[[ SOURCE RECORDS open ]]
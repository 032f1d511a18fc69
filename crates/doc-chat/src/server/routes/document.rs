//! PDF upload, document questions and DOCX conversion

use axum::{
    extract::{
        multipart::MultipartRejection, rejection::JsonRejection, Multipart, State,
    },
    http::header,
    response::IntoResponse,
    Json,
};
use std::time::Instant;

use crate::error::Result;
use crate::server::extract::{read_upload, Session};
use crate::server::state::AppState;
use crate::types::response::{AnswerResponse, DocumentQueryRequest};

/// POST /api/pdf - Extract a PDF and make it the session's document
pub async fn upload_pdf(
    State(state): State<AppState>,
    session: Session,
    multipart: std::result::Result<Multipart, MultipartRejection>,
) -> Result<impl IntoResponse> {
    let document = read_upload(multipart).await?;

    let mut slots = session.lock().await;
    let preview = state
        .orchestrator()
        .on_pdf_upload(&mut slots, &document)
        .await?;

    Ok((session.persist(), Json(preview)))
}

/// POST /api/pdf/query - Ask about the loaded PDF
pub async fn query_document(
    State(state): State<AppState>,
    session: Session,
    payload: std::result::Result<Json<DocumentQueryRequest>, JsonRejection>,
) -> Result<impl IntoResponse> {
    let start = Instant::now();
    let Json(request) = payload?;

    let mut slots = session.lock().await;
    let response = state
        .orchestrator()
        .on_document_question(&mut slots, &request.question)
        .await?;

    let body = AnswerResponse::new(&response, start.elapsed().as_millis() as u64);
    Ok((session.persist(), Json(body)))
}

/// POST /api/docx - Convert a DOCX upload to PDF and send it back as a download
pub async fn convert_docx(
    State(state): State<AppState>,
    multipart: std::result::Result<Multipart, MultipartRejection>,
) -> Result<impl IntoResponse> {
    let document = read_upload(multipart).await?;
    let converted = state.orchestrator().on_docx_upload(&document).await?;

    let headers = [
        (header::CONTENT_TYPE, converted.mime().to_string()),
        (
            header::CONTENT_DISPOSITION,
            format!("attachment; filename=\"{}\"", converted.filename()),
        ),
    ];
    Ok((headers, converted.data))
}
[[ SOURCE RECORDS closed ]]
[[ SOURCE RECORDS open ]]
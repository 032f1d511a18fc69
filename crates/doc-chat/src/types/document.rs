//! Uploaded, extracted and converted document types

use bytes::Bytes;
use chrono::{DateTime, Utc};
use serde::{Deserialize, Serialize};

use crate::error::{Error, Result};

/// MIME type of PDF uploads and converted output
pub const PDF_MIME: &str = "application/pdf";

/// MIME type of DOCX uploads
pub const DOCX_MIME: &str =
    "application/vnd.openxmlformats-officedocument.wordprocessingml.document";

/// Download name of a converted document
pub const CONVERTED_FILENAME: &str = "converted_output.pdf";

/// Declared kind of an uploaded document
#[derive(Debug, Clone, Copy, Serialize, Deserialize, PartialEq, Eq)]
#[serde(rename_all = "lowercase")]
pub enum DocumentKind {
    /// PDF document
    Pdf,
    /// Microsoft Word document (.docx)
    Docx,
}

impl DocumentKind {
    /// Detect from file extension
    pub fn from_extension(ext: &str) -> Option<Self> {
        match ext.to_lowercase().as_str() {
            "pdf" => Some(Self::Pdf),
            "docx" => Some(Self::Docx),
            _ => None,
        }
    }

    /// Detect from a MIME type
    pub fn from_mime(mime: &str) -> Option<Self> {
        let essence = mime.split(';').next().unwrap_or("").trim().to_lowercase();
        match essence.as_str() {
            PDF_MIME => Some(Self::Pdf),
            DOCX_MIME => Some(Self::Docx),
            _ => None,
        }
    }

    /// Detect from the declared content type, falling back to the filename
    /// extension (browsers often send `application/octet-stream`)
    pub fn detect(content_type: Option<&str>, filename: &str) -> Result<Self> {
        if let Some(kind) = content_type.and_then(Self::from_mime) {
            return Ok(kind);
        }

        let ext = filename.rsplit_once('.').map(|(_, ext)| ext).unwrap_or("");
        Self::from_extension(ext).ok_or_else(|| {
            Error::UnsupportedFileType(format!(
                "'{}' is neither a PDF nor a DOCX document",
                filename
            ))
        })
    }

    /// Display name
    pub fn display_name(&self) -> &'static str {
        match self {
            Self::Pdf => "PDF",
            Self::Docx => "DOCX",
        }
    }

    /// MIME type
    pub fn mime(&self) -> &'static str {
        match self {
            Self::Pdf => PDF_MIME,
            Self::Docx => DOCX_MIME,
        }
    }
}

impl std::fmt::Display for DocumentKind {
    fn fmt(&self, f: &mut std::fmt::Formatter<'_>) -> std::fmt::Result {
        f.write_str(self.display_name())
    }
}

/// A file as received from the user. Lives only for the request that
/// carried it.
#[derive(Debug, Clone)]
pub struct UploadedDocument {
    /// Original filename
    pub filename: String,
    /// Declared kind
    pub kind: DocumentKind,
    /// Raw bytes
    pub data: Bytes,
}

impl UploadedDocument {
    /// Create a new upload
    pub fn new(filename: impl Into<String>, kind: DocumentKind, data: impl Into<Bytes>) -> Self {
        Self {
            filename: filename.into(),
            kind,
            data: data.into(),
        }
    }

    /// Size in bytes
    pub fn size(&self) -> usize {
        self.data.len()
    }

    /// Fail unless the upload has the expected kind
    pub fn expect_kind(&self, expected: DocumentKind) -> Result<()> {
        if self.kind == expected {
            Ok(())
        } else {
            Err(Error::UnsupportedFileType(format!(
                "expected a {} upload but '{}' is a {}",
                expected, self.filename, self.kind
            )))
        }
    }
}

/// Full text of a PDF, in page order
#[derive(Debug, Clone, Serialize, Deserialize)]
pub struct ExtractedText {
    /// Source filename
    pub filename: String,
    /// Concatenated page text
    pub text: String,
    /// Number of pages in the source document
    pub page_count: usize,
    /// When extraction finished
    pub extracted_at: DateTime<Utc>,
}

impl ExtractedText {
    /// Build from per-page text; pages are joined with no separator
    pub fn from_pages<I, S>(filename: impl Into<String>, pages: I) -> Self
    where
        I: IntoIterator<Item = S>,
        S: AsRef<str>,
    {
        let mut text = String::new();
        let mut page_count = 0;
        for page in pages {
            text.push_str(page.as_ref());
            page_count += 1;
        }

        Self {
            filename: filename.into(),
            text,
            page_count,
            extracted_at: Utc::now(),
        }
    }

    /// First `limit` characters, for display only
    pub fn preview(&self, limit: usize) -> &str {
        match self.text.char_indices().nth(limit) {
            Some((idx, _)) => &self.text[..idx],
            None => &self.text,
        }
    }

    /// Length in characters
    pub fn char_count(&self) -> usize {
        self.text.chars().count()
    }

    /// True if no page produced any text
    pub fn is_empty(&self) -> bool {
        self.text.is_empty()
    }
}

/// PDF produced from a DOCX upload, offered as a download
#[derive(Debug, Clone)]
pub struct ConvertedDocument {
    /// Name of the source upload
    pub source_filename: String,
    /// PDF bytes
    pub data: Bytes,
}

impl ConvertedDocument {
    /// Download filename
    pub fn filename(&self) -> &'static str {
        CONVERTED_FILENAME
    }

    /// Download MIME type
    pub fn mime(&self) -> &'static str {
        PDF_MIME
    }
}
[[ SOURCE RECORDS closed ]]
▶ _WORK REQUEST_: Look through the data above and return exactly the lines from the one that contains "is neither a" to the one that contains "for page in", inclusive, with nothing else.

▶ _TASK ANSWER_:
                "'{}' is neither a PDF nor a DOCX document",
                filename
            ))
        })
    }

    /// Display name
    pub fn display_name(&self) -> &'static str {
        match self {
            Self::Pdf => "PDF",
            Self::Docx => "DOCX",
        }
    }

    /// MIME type
    pub fn mime(&self) -> &'static str {
        match self {
            Self::Pdf => PDF_MIME,
            Self::Docx => DOCX_MIME,
        }
    }
}

impl std::fmt::Display for DocumentKind {
    fn fmt(&self, f: &mut std::fmt::Formatter<'_>) -> std::fmt::Result {
        f.write_str(self.display_name())
    }
}

/// A file as received from the user. Lives only for the request that
/// carried it.
#[derive(Debug, Clone)]
pub struct UploadedDocument {
    /// Original filename
    pub filename: String,
    /// Declared kind
    pub kind: DocumentKind,
    /// Raw bytes
    pub data: Bytes,
}

impl UploadedDocument {
    /// Create a new upload
    pub fn new(filename: impl Into<String>, kind: DocumentKind, data: impl Into<Bytes>) -> Self {
        Self {
            filename: filename.into(),
            kind,
            data: data.into(),
        }
    }

    /// Size in bytes
    pub fn size(&self) -> usize {
        self.data.len()
    }

    /// Fail unless the upload has the expected kind
    pub fn expect_kind(&self, expected: DocumentKind) -> Result<()> {
        if self.kind == expected {
            Ok(())
        } else {
            Err(Error::UnsupportedFileType(format!(
                "expected a {} upload but '{}' is a {}",
                expected, self.filename, self.kind
            )))
        }
    }
}

/// Full text of a PDF, in page order
#[derive(Debug, Clone, Serialize, Deserialize)]
pub struct ExtractedText {
    /// Source filename
    pub filename: String,
    /// Concatenated page text
    pub text: String,
    /// Number of pages in the source document
    pub page_count: usize,
    /// When extraction finished
    pub extracted_at: DateTime<Utc>,
}

impl ExtractedText {
    /// Build from per-page text; pages are joined with no separator
    pub fn from_pages<I, S>(filename: impl Into<String>, pages: I) -> Self
    where
        I: IntoIterator<Item = S>,
        S: AsRef<str>,
    {
        let mut text = String::new();
        let mut page_count = 0;
        for page in pages {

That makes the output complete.